Es geht ihm zwar besser, aber die Sucht bleibt der Gegner. Ein Leben lang. In «Panikherz» erzählt er von Alkohol, Kokain, Bulimie, Depression, aber auch der Rückkehr ins Leben. Mit dem autobiografischen Roman ist er gerade auf Lesereise. Gestern hat er in der Kölner Kulturkirche gelesen. Volle Kirchenbänke. Das Gegenteil davon kennen wir, beide Pfarrerskinder, sehr gut.

Keine Menschen.
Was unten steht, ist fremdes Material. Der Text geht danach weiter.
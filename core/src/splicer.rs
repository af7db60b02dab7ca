//! Trait splicing: a pure reducer from (held traits, candidates, budget) to a new trait set.
//!
//! # Algorithm
//!
//! 1. Drop candidates the attacker already holds, candidates covered by a held or
//!    incoming merged trait, and repeated candidates.
//! 2. Fold every declared conflicting pair that is fully present across the
//!    attacker's base trait, its inherited traits and the remaining candidates
//!    into one merge unit. A merge unit adds the catalog's merged trait, removes
//!    any inherited constituent and releases a constituent base; it is accepted
//!    or rejected as a whole.
//! 3. Order units by charge ascending, then trait name, and let the overflow
//!    policy decide which fit under the budget.
//!
//! Nothing here mutates caller state. Identical inputs always give identical
//! outputs, independent of candidate order.

use std::collections::BTreeSet;

use gambit_types::{ConflictMerge, SkipReason, SkippedTrait, Trait, TraitName, TraitSet};

use crate::budget::BudgetOverflowPolicy;
use crate::catalog::TraitCatalog;

/// Which cost column a splice is charged against.
#[derive(Debug, Clone, Copy, PartialEq, Eq)]
pub enum CostModel {
    Complexity,
    Gas,
}

impl CostModel {
    #[must_use]
    pub const fn cost_of(self, t: &Trait) -> u32 {
        match self {
            CostModel::Complexity => t.cost,
            CostModel::Gas => t.gas_cost,
        }
    }

    fn cost_of_name(self, name: TraitName) -> u32 {
        self.cost_of(&TraitCatalog::trait_of(name))
    }
}

/// The attacker's current traits.
///
/// The base trait is counted as held for dedup and takes part in conflict
/// merges, but it is never removed. Once an inherited merged trait covers it,
/// its cost is no longer charged.
#[derive(Debug, Clone, PartialEq, Eq)]
pub struct HeldTraits {
    pub base: TraitName,
    pub inherited: TraitSet,
}

impl HeldTraits {
    #[must_use]
    pub fn new(base: TraitName, inherited: TraitSet) -> Self {
        Self { base, inherited }
    }

    #[must_use]
    pub fn holds(&self, name: TraitName) -> bool {
        self.base == name || self.inherited.contains(name)
    }

    /// An inherited merged trait already stands in for the base trait.
    fn base_covered(&self) -> bool {
        base_covered(self.base, &self.inherited)
    }

    fn covers(&self, name: TraitName) -> bool {
        TraitCatalog::subsumes(self.base, name)
            || self
                .inherited
                .iter()
                .any(|held| TraitCatalog::subsumes(held, name))
    }

    /// Base cost plus the catalog cost of every inherited trait. A base covered
    /// by an inherited merged trait costs nothing.
    #[must_use]
    pub fn complexity_cost(&self) -> u32 {
        total_complexity(self.base, &self.inherited)
    }
}

fn base_covered(base: TraitName, inherited: &TraitSet) -> bool {
    inherited
        .iter()
        .any(|held| TraitCatalog::subsumes(held, base))
}

#[must_use]
pub fn total_complexity(base: TraitName, inherited: &TraitSet) -> u32 {
    let base_cost = if base_covered(base, inherited) {
        0
    } else {
        TraitCatalog::trait_of(base).cost
    };
    base_cost
        + inherited
            .iter()
            .map(|name| TraitCatalog::trait_of(name).cost)
            .sum::<u32>()
}

#[derive(Debug, Clone, PartialEq, Eq)]
pub struct SpliceResult {
    /// Traits added to the inherited set, in acceptance order.
    pub applied: Vec<TraitName>,
    /// Candidates that were not applied, sorted by name.
    pub skipped: Vec<SkippedTrait>,
    pub conflicts_resolved: Vec<ConflictMerge>,
    /// Previously held traits dropped by a merge or evicted by `ReplaceTrait`.
    pub removed: Vec<TraitName>,
    pub new_traits: TraitSet,
    /// Charge against the budget, in the request's cost model.
    pub debit: u32,
    /// Refund from evicted traits, in the request's cost model.
    pub credit: u32,
    /// Charge of everything turned away for lack of budget.
    pub rejected_charge: u32,
    /// Complexity of the resulting profile, base trait included.
    pub new_cost: u32,
    /// `BlockCapture` rejected the whole gain.
    pub blocked: bool,
}

impl SpliceResult {
    #[must_use]
    pub fn gained_anything(&self) -> bool {
        !self.applied.is_empty()
    }
}

#[derive(Debug, Clone)]
struct SpliceUnit {
    adds: TraitName,
    sources: Vec<TraitName>,
    removes: Vec<TraitName>,
    merge: Option<ConflictMerge>,
    charge: u32,
}

impl SpliceUnit {
    fn new(
        adds: TraitName,
        sources: Vec<TraitName>,
        merge: Option<ConflictMerge>,
        held: &HeldTraits,
        model: CostModel,
    ) -> Self {
        let removes: Vec<TraitName> = held
            .inherited
            .iter()
            .filter(|&name| TraitCatalog::subsumes(adds, name))
            .collect();
        let mut released: u32 = removes.iter().map(|&name| model.cost_of_name(name)).sum();
        if TraitCatalog::subsumes(adds, held.base) && !held.base_covered() {
            released += model.cost_of_name(held.base);
        }
        let charge = model.cost_of_name(adds).saturating_sub(released);
        Self {
            adds,
            sources,
            removes,
            merge,
            charge,
        }
    }

    fn skip_entries(&self, reason: SkipReason) -> impl Iterator<Item = SkippedTrait> + '_ {
        self.sources
            .iter()
            .map(move |&name| SkippedTrait { name, reason })
    }
}

/// Merge `candidates` into `held` under `budget_remaining` and `policy`.
#[must_use]
pub fn splice(
    held: &HeldTraits,
    candidates: &[TraitName],
    budget_remaining: u32,
    policy: BudgetOverflowPolicy,
    model: CostModel,
) -> SpliceResult {
    let mut skipped = Vec::new();

    // Step 1: dedup against holdings, incoming merged traits, and each other.
    let incoming: BTreeSet<TraitName> = candidates.iter().copied().collect();
    let mut pool = BTreeSet::new();
    for &name in candidates {
        if held.holds(name) {
            skipped.push(SkippedTrait {
                name,
                reason: SkipReason::DuplicateTraitIgnored,
            });
        } else if held.covers(name)
            || incoming
                .iter()
                .any(|&other| TraitCatalog::subsumes(other, name))
        {
            skipped.push(SkippedTrait {
                name,
                reason: SkipReason::Subsumed,
            });
        } else if !pool.insert(name) {
            skipped.push(SkippedTrait {
                name,
                reason: SkipReason::DuplicateTraitIgnored,
            });
        }
    }

    // Step 2: conflict merges, before any budget filtering.
    let mut units = Vec::new();
    for rule in TraitCatalog::merge_rules() {
        let left_incoming = pool.contains(&rule.left);
        let right_incoming = pool.contains(&rule.right);
        let left_present = left_incoming || held.holds(rule.left);
        let right_present = right_incoming || held.holds(rule.right);
        if !(left_present && right_present && (left_incoming || right_incoming)) {
            continue;
        }
        let sources: Vec<TraitName> = [rule.left, rule.right]
            .into_iter()
            .filter(|name| pool.remove(name))
            .collect();
        let merge = ConflictMerge {
            left: rule.left,
            right: rule.right,
            merged: rule.merged,
        };
        tracing::debug!(
            left = %rule.left,
            right = %rule.right,
            merged = %rule.merged,
            "Conflict merge"
        );
        units.push(SpliceUnit::new(
            rule.merged,
            sources,
            Some(merge),
            held,
            model,
        ));
    }
    units.extend(
        pool.into_iter()
            .map(|name| SpliceUnit::new(name, vec![name], None, held, model)),
    );
    units.sort_by_key(|unit| (unit.charge, unit.adds.as_str()));

    // Step 3: policy.
    let total: u32 = units.iter().map(|unit| unit.charge).sum();
    let mut accepted: Vec<SpliceUnit> = Vec::new();
    let mut evicted: Vec<TraitName> = Vec::new();
    let mut blocked = false;
    let mut credit = 0;
    let mut rejected_charge = 0;

    match policy {
        BudgetOverflowPolicy::BlockCapture | BudgetOverflowPolicy::SkipTrait => {
            if total <= budget_remaining {
                accepted = units;
            } else {
                blocked = policy == BudgetOverflowPolicy::BlockCapture;
                rejected_charge = total;
                for unit in &units {
                    skipped.extend(unit.skip_entries(SkipReason::InsufficientBudget));
                }
            }
        }
        BudgetOverflowPolicy::PartialCapture | BudgetOverflowPolicy::ReplaceTrait => {
            let mut remaining = budget_remaining;
            let mut rejected = Vec::new();
            for unit in units {
                if unit.charge <= remaining {
                    remaining -= unit.charge;
                    accepted.push(unit);
                } else {
                    rejected.push(unit);
                }
            }

            for unit in rejected {
                let victim = (policy == BudgetOverflowPolicy::ReplaceTrait)
                    .then(|| replacement_victim(held, &accepted, &evicted, &unit, remaining, model))
                    .flatten();
                match victim {
                    Some((victim, refund)) => {
                        tracing::debug!(
                            evicted = %victim,
                            incoming = %unit.adds,
                            "Replacing lower-value trait"
                        );
                        remaining = remaining + refund - unit.charge;
                        credit += refund;
                        evicted.push(victim);
                        accepted.push(unit);
                    }
                    None => {
                        rejected_charge += unit.charge;
                        skipped.extend(unit.skip_entries(SkipReason::InsufficientBudget));
                    }
                }
            }
        }
    }

    let mut new_traits = held.inherited.clone();
    let mut applied = Vec::with_capacity(accepted.len());
    let mut removed = Vec::new();
    let mut conflicts_resolved = Vec::new();
    let mut debit = 0;
    for unit in &accepted {
        for &name in &unit.removes {
            if new_traits.remove(name) {
                removed.push(name);
            }
        }
        new_traits.insert(unit.adds);
        applied.push(unit.adds);
        conflicts_resolved.extend(unit.merge);
        debit += unit.charge;
    }
    for &name in &evicted {
        if new_traits.remove(name) {
            removed.push(name);
        }
    }
    removed.sort_unstable();
    skipped.sort_by_key(|entry| (entry.name.as_str(), entry.reason as u8));

    SpliceResult {
        applied,
        skipped,
        conflicts_resolved,
        removed,
        new_cost: total_complexity(held.base, &new_traits),
        new_traits,
        debit,
        credit,
        rejected_charge,
        blocked,
    }
}

/// Cheapest held inherited trait whose eviction makes room for `unit` and that is
/// worth strictly less than what comes in.
fn replacement_victim(
    held: &HeldTraits,
    accepted: &[SpliceUnit],
    evicted: &[TraitName],
    unit: &SpliceUnit,
    remaining: u32,
    model: CostModel,
) -> Option<(TraitName, u32)> {
    held.inherited
        .iter()
        .filter(|name| !evicted.contains(name) && !unit.removes.contains(name))
        .filter(|name| accepted.iter().all(|a| !a.removes.contains(name)))
        .map(|name| (name, model.cost_of_name(name)))
        .filter(|&(_, cost)| cost < unit.charge && remaining + cost >= unit.charge)
        .min_by_key(|&(name, cost)| (cost, name.as_str()))
}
Nur Helden.

Es kommen keine Menschen vor in «Panikherz». Das Ich und seine Helden, die verehrt werden, sind das Personal seiner Erzählung. Er verzichtet darauf, amouröse Ausschweifungen aus seinen wilden Feierzeiten zu schildern. Das gehöre sich nicht, sagt er. Schliesslich ist das Buch die Abrechnung mit sich selbst. «Panikherz» ist ein Wurf und eines der besten 2016.

Seine Helden sind Udo Lindenberg, Jörg Fauser, Bret Easton Ellis. Alles Männer, die es dorthin geschafft haben, wo Benjamin von Stuckrad-Barre auch hin wollte. In den Mittelpunkt. Ins Licht. Am Ende unseres Gesprächs erwähne ich das neonfarbige Lesebändchen im Buch. «Das ist die Sockenfarbe von Udo.» Für einen Moment sehe ich den jungen Benjamin, der seinen Udo verehrt und später von ihm aus dem kaputten Drogensumpf gerettet wurde.

Intelligenz, Trotz und Angst vor der Welt

Benjamin von Stuckrad-Barre ist einer, der sich in seinen Texten zeigt. Schonungslos, reflektiert, selbstsezierend. Auch heute, zwei Wochen nach unsere Begegnung, kann ich nicht sagen, wem ich gegenübersass.

Ein mutiger, überempfindlicher und hoch intelligenter Mann ist der 41-jährige zweifellos. Davon will er in unserem Gespräch nichts zeigen. Das ist sein gutes Recht. Wir sollen doch bitte sein Werk lesen, aber ihn in Ruhe lassen. In seinen Texten hat er die absolute Kontrolle über das Sich-Zeigen.

Der Suchtempfindliche ist immer der Überempfindliche, der die Welt nicht erträgt. Wer wirklich süchtig ist, richtet die ganze Aggression nach innen. Gegen sich selbst. Heute ist er clean, aber versehrt. Über diesen Schmerz will er nicht sprechen.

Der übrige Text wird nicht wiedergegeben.